## INFORMATION:
# # # # # # #

//! Hydration of static poll containers into interactive widgets.
//!
//! Works on the exported tree (or a tree read back with
//! [`crate::parse_fragment`]). Widget state is local to the [`Hydrator`];
//! nothing is written back to the canonical document.
//!
//! Widget ids are unique within the tree: a hydrator continues numbering
//! after the largest `data-poll-widget-id` already present, so several
//! hydrators can share one page. Widgets always render from the
//! hydrator's configured voter.

use crate::dom::{find_all, HtmlElement, HtmlNode};
use crate::error::HydrationError;
use crate::poll_view::{render_poll, PollMode};
use cyclenotes_document::{markers, Poll, PollOption};
use tracing::{debug, warn};

/// One-shot flag set on a container once its widget is mounted
pub const HYDRATED_FLAG: &str = "data-poll-hydrated";
pub const WIDGET_ID_ATTR: &str = "data-poll-widget-id";

/// Local state of a mounted poll
#[derive(Debug, Clone, PartialEq)]
pub struct PollWidget {
    pub id: usize,
    pub poll: Poll,
}

impl PollWidget {
    /// Flip `voter`'s vote on an option; returns whether the vote is now present
    pub fn toggle_vote(&mut self, option_uid: &str, voter: &str) -> Result<bool, HydrationError> {
        self.poll
            .toggle_vote(option_uid, voter)
            .ok_or_else(|| HydrationError::UnknownOption(option_uid.to_string()))
    }

    fn render(&self, voter: Option<&str>) -> HtmlElement {
        render_poll(
            &self.poll.question,
            &self.poll.options,
            PollMode::Interactive {
                widget_id: self.id,
                voter,
            },
        )
    }
}

#[derive(Debug, Default, Clone, PartialEq)]
pub struct HydrationReport {
    /// Widget ids mounted by this call
    pub mounted: Vec<usize>,
    /// Containers already hydrated by an earlier call
    pub skipped: usize,
    /// Placeholders left static
    pub failed: Vec<HydrationError>,
}

#[derive(Debug, Default)]
pub struct Hydrator {
    widgets: Vec<PollWidget>,
    voter: Option<String>,
    next_id: usize,
}

impl Hydrator {
    pub fn new() -> Self {
        Self::default()
    }

    /// Render widgets from this voter's point of view
    pub fn with_voter(voter: impl Into<String>) -> Self {
        Self {
            voter: Some(voter.into()),
            ..Self::default()
        }
    }

    pub fn widgets(&self) -> &[PollWidget] {
        &self.widgets
    }

    pub fn widget(&self, id: usize) -> Option<&PollWidget> {
        self.widgets.iter().find(|widget| widget.id == id)
    }

    /// Mount a widget into every poll container not hydrated yet
    pub fn hydrate(&mut self, nodes: &mut [HtmlNode]) -> HydrationReport {
        let mut report = HydrationReport::default();
        if let Some(largest) = largest_widget_id(nodes) {
            self.next_id = self.next_id.max(largest + 1);
        }
        self.hydrate_nodes(nodes, &mut report);
        debug!(
            mounted = report.mounted.len(),
            skipped = report.skipped,
            failed = report.failed.len(),
            "Hydration pass complete"
        );
        report
    }

    fn hydrate_nodes(&mut self, nodes: &mut [HtmlNode], report: &mut HydrationReport) {
        for node in nodes.iter_mut() {
            let HtmlNode::Element(element) = node else {
                continue;
            };

            if !is_poll_container(element) {
                self.hydrate_nodes(&mut element.children, report);
                continue;
            }

            if element.has_attr(HYDRATED_FLAG) {
                report.skipped += 1;
                continue;
            }

            match self.mount(element) {
                Ok(id) => report.mounted.push(id),
                Err(err) => {
                    warn!(error = %err, "Poll placeholder left static");
                    report.failed.push(err);
                }
            }
        }
    }

    fn mount(&mut self, container: &mut HtmlElement) -> Result<usize, HydrationError> {
        let question = container
            .attr(markers::POLL_QUESTION)
            .unwrap_or_default()
            .to_string();
        let raw_options = container.attr(markers::POLL_OPTIONS).unwrap_or("[]");
        let options: Vec<PollOption> =
            serde_json::from_str(raw_options).map_err(|err| HydrationError::MalformedOptions {
                question: question.clone(),
                reason: err.to_string(),
            })?;

        let widget = PollWidget {
            id: self.next_id,
            poll: Poll::new(question, options),
        };
        self.next_id += 1;

        container.set_attr(HYDRATED_FLAG, "true");
        container.set_attr(WIDGET_ID_ATTR, widget.id.to_string());
        container.children = vec![widget.render(self.voter.as_deref()).into()];

        let id = widget.id;
        self.widgets.push(widget);
        Ok(id)
    }

    /// Toggle a vote and re-render only that widget's subtree
    pub fn toggle_vote(
        &mut self,
        nodes: &mut [HtmlNode],
        widget_id: usize,
        option_uid: &str,
        voter: &str,
    ) -> Result<bool, HydrationError> {
        let widget = self
            .widgets
            .iter_mut()
            .find(|widget| widget.id == widget_id)
            .ok_or(HydrationError::UnknownWidget(widget_id))?;
        let container =
            find_container(nodes, widget_id).ok_or(HydrationError::UnknownWidget(widget_id))?;

        let voted = widget.toggle_vote(option_uid, voter)?;
        container.children = vec![widget.render(self.voter.as_deref()).into()];
        Ok(voted)
    }
}

fn is_poll_container(element: &HtmlElement) -> bool {
    element.has_attr(markers::POLL_CONTAINER) && element.has_attr(markers::POLL_QUESTION)
}

fn largest_widget_id(nodes: &[HtmlNode]) -> Option<usize> {
    find_all(nodes, &|el| el.has_attr(WIDGET_ID_ATTR))
        .into_iter()
        .filter_map(|el| el.attr(WIDGET_ID_ATTR)?.parse().ok())
        .max()
}

fn find_container(nodes: &mut [HtmlNode], widget_id: usize) -> Option<&mut HtmlElement> {
    let id = widget_id.to_string();
    for node in nodes.iter_mut() {
        let HtmlNode::Element(element) = node else {
            continue;
        };
        if element.attr(WIDGET_ID_ATTR) == Some(id.as_str()) {
            return Some(element);
        }
        if let Some(found) = find_container(&mut element.children, widget_id) {
            return Some(found);
        }
    }
    None
}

# # # # # # #

## TRY IT:
Search the entries for the string "struct" and return each line where it turns up.

## RESPONSE:
pub struct PollWidget {
pub struct HydrationReport {
pub struct Hydrator {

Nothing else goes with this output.